What you should do -> Give the number of lines in the following entries that contain the word "match", with nothing added.

□ □ □ □ □ □ □

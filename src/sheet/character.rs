//! In-memory character sheet
//!
//! Holds attributes, skills, spells and bonuses, and answers the attribute,
//! skill and bonus lookups the resolvers make.

use crate::core::error::Result;
use crate::skills::{
    resolve_ritual_magic_level, resolve_skill_level, resolve_spell_level, skill_bonus_keys,
    try_resolve_level, AttributeSource, BonusAggregator, BonusContribution, BonusKey,
    BonusRegistry, Context, Difficulty, RitualMagicQuery, SkillLevel, SkillSource,
    DEFAULT_RITUAL_SKILL,
};
use ahash::AHashMap;
use serde::{Deserialize, Serialize};

fn default_attribute() -> String {
    "iq".to_string()
}

fn default_ritual_skill() -> String {
    DEFAULT_RITUAL_SKILL.to_string()
}

/// A directly trained skill
#[derive(Debug, Clone, PartialEq, Eq, Serialize, Deserialize)]
pub struct SkillEntry {
    pub name: String,
    #[serde(default)]
    pub specialization: Option<String>,
    #[serde(default = "default_attribute")]
    pub attribute: String,
    pub difficulty: Difficulty,
    #[serde(default)]
    pub points: i32,
    #[serde(default)]
    pub categories: Vec<String>,
}

impl SkillEntry {
    pub fn new(name: &str, attribute: &str, difficulty: Difficulty, points: i32) -> Self {
        Self {
            name: name.to_string(),
            specialization: None,
            attribute: attribute.to_string(),
            difficulty,
            points,
            categories: Vec::new(),
        }
    }

    pub fn with_specialization(mut self, specialization: &str) -> Self {
        self.specialization = Some(specialization.to_string());
        self
    }

    /// Display name, e.g. "Ritual Magic (Fire)"
    pub fn full_name(&self) -> String {
        match self.specialization.as_deref() {
            Some(s) if !s.is_empty() => format!("{} ({})", self.name, s),
            _ => self.name.clone(),
        }
    }

    pub fn resolve(&self, context: &Context<'_>) -> Result<SkillLevel> {
        resolve_skill_level(
            context,
            &self.name,
            self.specialization.as_deref(),
            &self.attribute,
            self.difficulty,
            self.points,
            &self.categories,
        )
    }

    /// Like [`SkillEntry::resolve`], but `None` when the skill cannot be performed
    pub fn try_resolve(&self, context: &Context<'_>) -> Result<Option<SkillLevel>> {
        let keys = skill_bonus_keys(&self.name, self.specialization.as_deref());
        try_resolve_level(
            context,
            &self.attribute,
            self.points,
            self.difficulty,
            &keys,
            &self.categories,
        )
    }
}

/// A spell learned directly
#[derive(Debug, Clone, PartialEq, Eq, Serialize, Deserialize)]
pub struct SpellEntry {
    pub name: String,
    #[serde(default)]
    pub colleges: Vec<String>,
    #[serde(default)]
    pub power_source: String,
    #[serde(default = "default_attribute")]
    pub attribute: String,
    pub difficulty: Difficulty,
    #[serde(default)]
    pub points: i32,
    #[serde(default)]
    pub categories: Vec<String>,
}

impl SpellEntry {
    pub fn resolve(&self, context: &Context<'_>) -> Result<SkillLevel> {
        resolve_spell_level(
            context,
            &self.name,
            &self.colleges,
            &self.power_source,
            &self.attribute,
            self.difficulty,
            self.points,
            &self.categories,
        )
    }
}

/// A spell whose level defaults from a Ritual Magic skill
#[derive(Debug, Clone, PartialEq, Eq, Serialize, Deserialize)]
pub struct RitualSpellEntry {
    pub name: String,
    #[serde(default = "default_ritual_skill")]
    pub base_skill: String,
    #[serde(default)]
    pub colleges: Vec<String>,
    #[serde(default)]
    pub power_source: String,
    pub difficulty: Difficulty,
    #[serde(default)]
    pub prerequisite_count: i32,
    #[serde(default)]
    pub points: i32,
    #[serde(default)]
    pub categories: Vec<String>,
}

impl RitualSpellEntry {
    pub fn query(&self) -> RitualMagicQuery<'_> {
        RitualMagicQuery {
            name: &self.name,
            base_skill: &self.base_skill,
            colleges: &self.colleges,
            power_source: &self.power_source,
            categories: &self.categories,
            difficulty: self.difficulty,
            prerequisite_count: self.prerequisite_count,
            points: self.points,
        }
    }

    pub fn resolve(&self, context: &Context<'_>) -> Result<SkillLevel> {
        resolve_ritual_magic_level(context, &self.query())
    }
}

/// A character, or a template when `template` is set
#[derive(Debug, Clone, Default, Serialize, Deserialize)]
pub struct Character {
    pub name: String,
    /// Templates carry entries but no concrete character
    #[serde(default)]
    pub template: bool,
    /// Attribute base scores keyed by lower-cased id
    #[serde(default)]
    attributes: AHashMap<String, i32>,
    #[serde(default)]
    pub skills: Vec<SkillEntry>,
    #[serde(default)]
    pub spells: Vec<SpellEntry>,
    #[serde(default)]
    pub ritual_spells: Vec<RitualSpellEntry>,
    #[serde(default)]
    pub bonuses: BonusRegistry,
}

impl Character {
    pub fn new(name: &str) -> Self {
        Self {
            name: name.to_string(),
            ..Self::default()
        }
    }

    pub fn with_attribute(mut self, id: &str, value: i32) -> Self {
        self.set_attribute(id, value);
        self
    }

    pub fn set_attribute(&mut self, id: &str, value: i32) {
        self.attributes.insert(id.to_lowercase(), value);
    }

    /// Lower-case attribute keys loaded from a sheet
    pub(crate) fn normalize_attributes(&mut self) {
        let attributes = std::mem::take(&mut self.attributes);
        for (id, value) in attributes {
            self.set_attribute(&id, value);
        }
    }

    /// Resolution context for this sheet
    pub fn context(&self) -> Context<'_> {
        if self.template {
            Context::Template
        } else {
            Context::Live(self)
        }
    }
}

impl AttributeSource for Character {
    fn base_level(&self, attribute: &str) -> Option<i32> {
        self.attributes.get(&attribute.to_lowercase()).copied()
    }
}

impl BonusAggregator for Character {
    fn bonus_for(&self, key: &BonusKey, categories: &[String]) -> BonusContribution {
        self.bonuses.bonus_for(key, categories)
    }
}

impl SkillSource for Character {
    fn best_skill_level(
        &self,
        name: &str,
        specialization: Option<&str>,
        require_points: bool,
    ) -> Option<i32> {
        let name = name.to_lowercase();
        let specialization = specialization
            .filter(|s| !s.is_empty())
            .map(str::to_lowercase);
        let context = Context::Live(self);

        self.skills
            .iter()
            .filter(|skill| skill.name.to_lowercase() == name)
            .filter(|skill| {
                specialization.as_deref().map_or(true, |want| {
                    skill.specialization.as_deref().unwrap_or("").to_lowercase() == want
                })
            })
            .filter(|skill| !require_points || skill.points > 0)
            .filter_map(|skill| match skill.try_resolve(&context) {
                Ok(level) => level,
                Err(e) => {
                    tracing::warn!("Skipping {}: {}", skill.full_name(), e);
                    None
                }
            })
            .map(|level| level.level)
            .max()
    }
}

#[cfg(test)]
mod tests {
    use super::*;
    use crate::skills::Bonus;

    fn ritual_magic(college: &str, points: i32) -> SkillEntry {
        SkillEntry::new("Ritual Magic", "iq", Difficulty::VeryHard, points)
            .with_specialization(college)
    }

    fn wizard() -> Character {
        let mut character = Character::new("Wizard").with_attribute("IQ", 13);
        character.skills.push(ritual_magic("Fire", 8));
        character.skills.push(ritual_magic("Air", 1));
        character
            .skills
            .push(SkillEntry::new("Thaumatology", "iq", Difficulty::VeryHard, 0));
        character
    }

    #[test]
    fn test_attribute_lookup_case_insensitive() {
        let character = wizard();
        assert_eq!(character.base_level("iq"), Some(13));
        assert_eq!(character.base_level("IQ"), Some(13));
        assert_eq!(character.base_level("dx"), None);
    }

    #[test]
    fn test_best_skill_level_any_specialization() {
        // Fire: 13 - 3 + 1 + 2 = 13. Air: 13 - 3 = 10.
        let character = wizard();
        assert_eq!(character.best_skill_level("ritual magic", None, false), Some(13));
        assert_eq!(character.best_skill_level("Ritual Magic", Some(""), false), Some(13));
    }

    #[test]
    fn test_best_skill_level_specialized() {
        let character = wizard();
        assert_eq!(character.best_skill_level("Ritual Magic", Some("air"), false), Some(10));
        assert_eq!(character.best_skill_level("Ritual Magic", Some("Water"), false), None);
    }

    #[test]
    fn test_best_skill_level_skips_unperformable() {
        let character = wizard();
        assert_eq!(character.best_skill_level("Thaumatology", None, false), None);
    }

    #[test]
    fn test_require_points() {
        let mut character = wizard();
        character.skills.push(ritual_magic("Earth", 0));
        assert_eq!(character.best_skill_level("Ritual Magic", Some("earth"), true), None);
    }

    #[test]
    fn test_best_skill_level_keeps_minus_one() {
        // DX 0, Average at one point
        let mut character = wizard().with_attribute("DX", 0);
        character
            .skills
            .push(SkillEntry::new("Stealth", "dx", Difficulty::Average, 1));
        assert_eq!(character.best_skill_level("Stealth", None, false), Some(-1));
    }

    #[test]
    fn test_template_context() {
        let mut character = wizard();
        character.template = true;
        assert!(!character.context().is_live());
        let level = character.skills[0].resolve(&character.context()).unwrap();
        assert_eq!(level, SkillLevel::cannot_perform());
    }

    #[test]
    fn test_ritual_spell_from_sheet() {
        let mut character = wizard();
        character.bonuses.add(Bonus::new("Fire Talent", "spell.college/fire", 1));
        let spell = RitualSpellEntry {
            name: "Ignite Fire".into(),
            base_skill: DEFAULT_RITUAL_SKILL.into(),
            colleges: vec!["Fire".into()],
            power_source: String::new(),
            difficulty: Difficulty::Hard,
            prerequisite_count: 0,
            points: 1,
            categories: Vec::new(),
        };

        // Specialized: 13 - 0 + 0 = 13. Generic: 13 - 6 = 7. Then +1 talent.
        let level = spell.resolve(&character.context()).unwrap();
        assert_eq!(level.level, 14);
        assert_eq!(level.relative_level, 1);
        assert_eq!(level.tooltip, "Fire Talent [+1]");
    }

    #[test]
    fn test_full_name() {
        assert_eq!(ritual_magic("Fire", 1).full_name(), "Ritual Magic (Fire)");
        let skill = SkillEntry::new("Thaumatology", "iq", Difficulty::VeryHard, 1);
        assert_eq!(skill.full_name(), "Thaumatology");
    }
}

□ □ □ □ □ □ □

Task output -> 2